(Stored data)
=== Begin Enclosure ===

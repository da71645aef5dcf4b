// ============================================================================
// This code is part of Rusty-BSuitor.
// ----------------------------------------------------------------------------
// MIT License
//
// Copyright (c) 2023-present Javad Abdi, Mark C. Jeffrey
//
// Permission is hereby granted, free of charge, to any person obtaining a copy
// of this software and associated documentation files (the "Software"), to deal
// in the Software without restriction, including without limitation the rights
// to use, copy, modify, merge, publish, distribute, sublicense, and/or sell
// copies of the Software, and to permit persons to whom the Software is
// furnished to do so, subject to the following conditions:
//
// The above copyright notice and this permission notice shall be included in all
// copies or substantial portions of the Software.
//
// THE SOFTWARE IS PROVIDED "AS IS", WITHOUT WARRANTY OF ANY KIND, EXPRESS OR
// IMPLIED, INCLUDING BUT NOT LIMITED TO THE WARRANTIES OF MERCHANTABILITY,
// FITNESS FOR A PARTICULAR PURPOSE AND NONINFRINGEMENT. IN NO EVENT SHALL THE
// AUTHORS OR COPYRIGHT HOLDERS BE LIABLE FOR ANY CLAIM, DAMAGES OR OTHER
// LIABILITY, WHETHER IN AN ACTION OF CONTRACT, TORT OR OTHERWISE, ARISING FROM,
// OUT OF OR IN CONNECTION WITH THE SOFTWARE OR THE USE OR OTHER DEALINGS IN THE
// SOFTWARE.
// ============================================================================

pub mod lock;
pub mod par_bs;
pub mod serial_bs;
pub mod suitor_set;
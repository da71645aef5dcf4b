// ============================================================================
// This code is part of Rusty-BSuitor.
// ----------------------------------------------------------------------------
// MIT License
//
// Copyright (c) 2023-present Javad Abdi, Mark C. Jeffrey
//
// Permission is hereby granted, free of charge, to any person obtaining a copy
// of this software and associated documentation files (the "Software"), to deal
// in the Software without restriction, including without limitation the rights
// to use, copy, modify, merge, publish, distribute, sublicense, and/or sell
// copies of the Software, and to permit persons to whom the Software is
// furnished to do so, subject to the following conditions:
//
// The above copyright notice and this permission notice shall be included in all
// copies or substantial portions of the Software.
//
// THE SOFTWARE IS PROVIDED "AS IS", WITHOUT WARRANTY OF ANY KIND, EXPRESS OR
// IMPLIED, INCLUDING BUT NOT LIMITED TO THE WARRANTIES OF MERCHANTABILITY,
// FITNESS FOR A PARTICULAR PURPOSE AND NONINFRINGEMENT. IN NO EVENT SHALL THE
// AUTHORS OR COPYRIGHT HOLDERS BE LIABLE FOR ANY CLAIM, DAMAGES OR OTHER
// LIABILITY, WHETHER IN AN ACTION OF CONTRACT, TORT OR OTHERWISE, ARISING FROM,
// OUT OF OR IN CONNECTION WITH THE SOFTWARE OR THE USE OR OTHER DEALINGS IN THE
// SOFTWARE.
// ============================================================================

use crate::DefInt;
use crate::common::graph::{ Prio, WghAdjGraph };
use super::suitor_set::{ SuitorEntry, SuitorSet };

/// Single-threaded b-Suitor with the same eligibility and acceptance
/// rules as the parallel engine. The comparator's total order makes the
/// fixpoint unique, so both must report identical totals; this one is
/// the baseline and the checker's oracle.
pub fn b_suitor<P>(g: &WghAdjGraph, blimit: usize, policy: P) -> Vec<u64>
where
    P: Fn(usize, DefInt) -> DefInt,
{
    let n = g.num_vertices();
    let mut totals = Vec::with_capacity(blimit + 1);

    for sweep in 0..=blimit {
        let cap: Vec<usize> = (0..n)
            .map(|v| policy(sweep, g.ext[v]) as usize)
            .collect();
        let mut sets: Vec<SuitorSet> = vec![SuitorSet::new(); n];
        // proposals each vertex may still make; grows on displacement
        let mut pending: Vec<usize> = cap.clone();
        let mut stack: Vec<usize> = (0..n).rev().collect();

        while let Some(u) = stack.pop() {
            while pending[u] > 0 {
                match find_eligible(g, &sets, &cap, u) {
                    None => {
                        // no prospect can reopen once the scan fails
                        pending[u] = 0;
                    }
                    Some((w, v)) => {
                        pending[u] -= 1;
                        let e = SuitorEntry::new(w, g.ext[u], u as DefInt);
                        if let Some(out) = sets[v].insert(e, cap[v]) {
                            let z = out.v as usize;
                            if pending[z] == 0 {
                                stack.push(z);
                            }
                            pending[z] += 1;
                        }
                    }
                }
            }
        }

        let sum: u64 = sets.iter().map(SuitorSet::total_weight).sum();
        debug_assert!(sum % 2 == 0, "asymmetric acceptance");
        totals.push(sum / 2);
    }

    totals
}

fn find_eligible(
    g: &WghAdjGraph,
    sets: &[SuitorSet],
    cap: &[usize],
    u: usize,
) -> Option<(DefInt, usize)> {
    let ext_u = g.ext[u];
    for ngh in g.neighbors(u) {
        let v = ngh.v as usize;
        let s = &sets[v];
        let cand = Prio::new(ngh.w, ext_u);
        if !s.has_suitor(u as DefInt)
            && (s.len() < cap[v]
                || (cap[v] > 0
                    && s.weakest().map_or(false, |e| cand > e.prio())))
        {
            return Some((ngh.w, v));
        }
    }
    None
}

=== End Enclosure ===

» **What you need to do**: Please give again the lines above between the line holding "use crate::DefInt;" and the line holding "g.ext[v]) as usize)", inclusive, exactly as they are and with nothing added.

» **Completed exercise**:
use crate::DefInt;
use crate::common::graph::{ Prio, WghAdjGraph };
use super::suitor_set::{ SuitorEntry, SuitorSet };

/// Single-threaded b-Suitor with the same eligibility and acceptance
/// rules as the parallel engine. The comparator's total order makes the
/// fixpoint unique, so both must report identical totals; this one is
/// the baseline and the checker's oracle.
pub fn b_suitor<P>(g: &WghAdjGraph, blimit: usize, policy: P) -> Vec<u64>
where
    P: Fn(usize, DefInt) -> DefInt,
{
    let n = g.num_vertices();
    let mut totals = Vec::with_capacity(blimit + 1);

    for sweep in 0..=blimit {
        let cap: Vec<usize> = (0..n)
            .map(|v| policy(sweep, g.ext[v]) as usize)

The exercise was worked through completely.